_Your objective_
Please return, with no alterations, the lines below from the very first through the one that contains "impl fmt::Display for".

_Collected data entries_
►

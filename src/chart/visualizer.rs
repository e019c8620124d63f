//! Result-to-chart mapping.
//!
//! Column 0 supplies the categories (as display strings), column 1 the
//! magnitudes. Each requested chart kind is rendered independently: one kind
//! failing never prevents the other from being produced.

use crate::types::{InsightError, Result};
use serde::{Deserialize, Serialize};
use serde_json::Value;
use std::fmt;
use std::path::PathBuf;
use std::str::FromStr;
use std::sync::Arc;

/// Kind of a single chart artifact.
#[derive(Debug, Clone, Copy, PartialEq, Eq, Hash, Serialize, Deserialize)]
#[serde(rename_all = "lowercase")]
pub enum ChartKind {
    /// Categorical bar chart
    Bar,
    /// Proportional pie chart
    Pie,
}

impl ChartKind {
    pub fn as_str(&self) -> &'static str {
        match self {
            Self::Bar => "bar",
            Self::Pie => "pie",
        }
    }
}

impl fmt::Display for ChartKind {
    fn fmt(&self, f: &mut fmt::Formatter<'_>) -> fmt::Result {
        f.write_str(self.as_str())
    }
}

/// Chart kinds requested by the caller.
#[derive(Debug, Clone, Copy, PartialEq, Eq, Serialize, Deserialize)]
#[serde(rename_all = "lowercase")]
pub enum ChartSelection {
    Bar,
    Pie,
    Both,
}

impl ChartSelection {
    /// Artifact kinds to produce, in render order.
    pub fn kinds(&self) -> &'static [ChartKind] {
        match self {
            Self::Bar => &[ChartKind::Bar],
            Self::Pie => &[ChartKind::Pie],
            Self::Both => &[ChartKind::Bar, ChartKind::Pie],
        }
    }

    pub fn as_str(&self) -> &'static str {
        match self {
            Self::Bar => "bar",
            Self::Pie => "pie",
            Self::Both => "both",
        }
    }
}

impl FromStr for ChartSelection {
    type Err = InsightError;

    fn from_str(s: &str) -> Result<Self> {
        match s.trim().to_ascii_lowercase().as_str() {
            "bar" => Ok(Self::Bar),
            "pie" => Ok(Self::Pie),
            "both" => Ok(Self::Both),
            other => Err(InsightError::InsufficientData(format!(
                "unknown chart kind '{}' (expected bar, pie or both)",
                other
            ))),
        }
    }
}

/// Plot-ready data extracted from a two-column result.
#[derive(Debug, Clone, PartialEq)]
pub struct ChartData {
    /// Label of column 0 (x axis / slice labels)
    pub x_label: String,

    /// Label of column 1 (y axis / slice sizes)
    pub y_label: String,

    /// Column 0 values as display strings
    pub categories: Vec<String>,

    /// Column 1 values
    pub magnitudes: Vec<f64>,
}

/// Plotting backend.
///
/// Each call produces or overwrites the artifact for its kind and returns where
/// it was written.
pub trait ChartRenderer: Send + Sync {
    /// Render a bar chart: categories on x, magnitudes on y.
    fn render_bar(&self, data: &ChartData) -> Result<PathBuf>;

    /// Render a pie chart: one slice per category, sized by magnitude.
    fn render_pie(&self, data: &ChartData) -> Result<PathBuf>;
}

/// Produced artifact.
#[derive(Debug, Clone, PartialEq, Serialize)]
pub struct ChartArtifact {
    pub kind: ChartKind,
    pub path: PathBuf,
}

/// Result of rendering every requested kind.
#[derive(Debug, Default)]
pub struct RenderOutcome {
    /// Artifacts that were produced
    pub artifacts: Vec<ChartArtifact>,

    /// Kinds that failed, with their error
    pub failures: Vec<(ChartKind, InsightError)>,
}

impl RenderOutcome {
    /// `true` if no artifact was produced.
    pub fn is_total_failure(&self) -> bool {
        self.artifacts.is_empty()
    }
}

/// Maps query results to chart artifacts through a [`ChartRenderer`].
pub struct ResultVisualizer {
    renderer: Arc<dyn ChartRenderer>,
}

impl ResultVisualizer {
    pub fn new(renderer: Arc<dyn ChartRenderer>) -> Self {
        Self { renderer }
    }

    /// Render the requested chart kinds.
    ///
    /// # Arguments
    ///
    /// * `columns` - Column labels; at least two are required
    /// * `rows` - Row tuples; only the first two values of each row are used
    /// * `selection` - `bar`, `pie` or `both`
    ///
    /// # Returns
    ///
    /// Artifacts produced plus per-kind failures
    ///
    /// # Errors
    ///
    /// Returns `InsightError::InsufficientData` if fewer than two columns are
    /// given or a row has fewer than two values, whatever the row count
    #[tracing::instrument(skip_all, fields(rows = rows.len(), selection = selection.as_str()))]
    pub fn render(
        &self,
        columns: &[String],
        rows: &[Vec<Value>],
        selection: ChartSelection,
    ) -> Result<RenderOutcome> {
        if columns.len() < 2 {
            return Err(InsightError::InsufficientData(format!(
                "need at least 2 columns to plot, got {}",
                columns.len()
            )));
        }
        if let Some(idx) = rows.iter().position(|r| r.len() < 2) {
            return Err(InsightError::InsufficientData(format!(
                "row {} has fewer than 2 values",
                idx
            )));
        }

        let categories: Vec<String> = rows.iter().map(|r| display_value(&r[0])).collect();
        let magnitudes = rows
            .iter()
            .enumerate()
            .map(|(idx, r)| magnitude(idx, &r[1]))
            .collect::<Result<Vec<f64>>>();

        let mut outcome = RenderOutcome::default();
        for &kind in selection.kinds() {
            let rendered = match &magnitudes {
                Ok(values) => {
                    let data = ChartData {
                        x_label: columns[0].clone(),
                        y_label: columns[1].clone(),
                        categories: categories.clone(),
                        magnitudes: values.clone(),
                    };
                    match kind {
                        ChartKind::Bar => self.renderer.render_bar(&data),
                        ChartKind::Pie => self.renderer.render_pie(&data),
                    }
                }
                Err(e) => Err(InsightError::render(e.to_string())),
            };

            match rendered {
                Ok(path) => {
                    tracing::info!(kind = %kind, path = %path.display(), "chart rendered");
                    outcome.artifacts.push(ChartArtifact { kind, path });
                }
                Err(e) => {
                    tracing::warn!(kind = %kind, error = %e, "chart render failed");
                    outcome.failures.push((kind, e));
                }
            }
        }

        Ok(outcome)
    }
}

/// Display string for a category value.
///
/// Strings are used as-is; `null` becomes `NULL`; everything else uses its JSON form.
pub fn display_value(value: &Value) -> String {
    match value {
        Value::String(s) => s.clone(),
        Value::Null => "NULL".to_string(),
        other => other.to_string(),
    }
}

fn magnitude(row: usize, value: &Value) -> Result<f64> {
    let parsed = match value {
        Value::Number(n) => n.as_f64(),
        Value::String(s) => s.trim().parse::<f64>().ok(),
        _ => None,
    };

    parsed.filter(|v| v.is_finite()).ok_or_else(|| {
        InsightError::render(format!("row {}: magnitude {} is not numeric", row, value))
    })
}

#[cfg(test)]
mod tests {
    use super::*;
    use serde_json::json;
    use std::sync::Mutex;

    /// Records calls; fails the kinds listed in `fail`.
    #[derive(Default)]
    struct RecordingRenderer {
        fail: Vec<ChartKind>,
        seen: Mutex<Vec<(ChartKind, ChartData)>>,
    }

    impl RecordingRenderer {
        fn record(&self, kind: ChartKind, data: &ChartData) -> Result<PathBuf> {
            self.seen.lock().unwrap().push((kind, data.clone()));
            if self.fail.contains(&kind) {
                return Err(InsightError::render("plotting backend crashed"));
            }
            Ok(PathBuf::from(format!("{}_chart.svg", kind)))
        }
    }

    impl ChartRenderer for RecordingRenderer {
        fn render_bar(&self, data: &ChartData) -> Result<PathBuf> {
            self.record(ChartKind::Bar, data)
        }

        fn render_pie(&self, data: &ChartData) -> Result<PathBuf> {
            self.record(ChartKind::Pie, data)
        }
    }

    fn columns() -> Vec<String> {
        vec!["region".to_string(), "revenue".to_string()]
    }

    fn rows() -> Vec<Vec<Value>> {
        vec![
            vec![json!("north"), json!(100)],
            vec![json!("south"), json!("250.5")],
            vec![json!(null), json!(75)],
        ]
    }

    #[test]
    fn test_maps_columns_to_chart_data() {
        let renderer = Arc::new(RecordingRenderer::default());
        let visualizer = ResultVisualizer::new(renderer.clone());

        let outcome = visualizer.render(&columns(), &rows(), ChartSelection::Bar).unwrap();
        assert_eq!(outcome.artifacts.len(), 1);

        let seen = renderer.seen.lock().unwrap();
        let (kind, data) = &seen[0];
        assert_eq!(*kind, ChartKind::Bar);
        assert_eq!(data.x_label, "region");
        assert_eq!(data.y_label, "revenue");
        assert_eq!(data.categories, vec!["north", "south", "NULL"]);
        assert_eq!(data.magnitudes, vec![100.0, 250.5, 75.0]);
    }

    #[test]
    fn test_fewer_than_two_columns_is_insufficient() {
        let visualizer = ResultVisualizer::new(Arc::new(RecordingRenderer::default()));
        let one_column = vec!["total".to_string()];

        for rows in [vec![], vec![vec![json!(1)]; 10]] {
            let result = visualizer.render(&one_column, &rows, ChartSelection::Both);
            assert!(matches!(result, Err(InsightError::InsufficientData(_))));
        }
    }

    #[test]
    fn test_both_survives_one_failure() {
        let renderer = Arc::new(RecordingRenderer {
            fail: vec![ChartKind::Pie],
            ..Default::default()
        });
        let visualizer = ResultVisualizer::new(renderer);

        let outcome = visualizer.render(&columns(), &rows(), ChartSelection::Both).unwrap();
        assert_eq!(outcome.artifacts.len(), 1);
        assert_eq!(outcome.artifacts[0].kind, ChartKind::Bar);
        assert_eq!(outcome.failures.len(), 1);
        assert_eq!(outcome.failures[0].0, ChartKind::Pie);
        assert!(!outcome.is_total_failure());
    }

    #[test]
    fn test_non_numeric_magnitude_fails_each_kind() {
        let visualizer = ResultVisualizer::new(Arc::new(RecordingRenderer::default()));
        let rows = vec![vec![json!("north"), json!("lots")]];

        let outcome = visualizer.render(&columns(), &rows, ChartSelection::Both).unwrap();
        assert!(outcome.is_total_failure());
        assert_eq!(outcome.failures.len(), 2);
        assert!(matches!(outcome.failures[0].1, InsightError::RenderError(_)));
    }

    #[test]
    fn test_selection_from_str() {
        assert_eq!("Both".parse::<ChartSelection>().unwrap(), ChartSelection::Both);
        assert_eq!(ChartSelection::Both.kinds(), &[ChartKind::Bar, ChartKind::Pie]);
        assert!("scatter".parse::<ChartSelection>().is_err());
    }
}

◄

_Solved problem_
filename src/chart/visualizer.rs
repository e019c8620124d63f
//! Result-to-chart mapping.
//!
//! Column 0 supplies the categories (as display strings), column 1 the
//! magnitudes. Each requested chart kind is rendered independently: one kind
//! failing never prevents the other from being produced.

use crate::types::{InsightError, Result};
use serde::{Deserialize, Serialize};
use serde_json::Value;
use std::fmt;
use std::path::PathBuf;
use std::str::FromStr;
use std::sync::Arc;

/// Kind of a single chart artifact.
#[derive(Debug, Clone, Copy, PartialEq, Eq, Hash, Serialize, Deserialize)]
#[serde(rename_all = "lowercase")]
pub enum ChartKind {
    /// Categorical bar chart
    Bar,
    /// Proportional pie chart
    Pie,
}

impl ChartKind {
    pub fn as_str(&self) -> &'static str {
        match self {
            Self::Bar => "bar",
            Self::Pie => "pie",
        }
    }
}

impl fmt::Display for ChartKind {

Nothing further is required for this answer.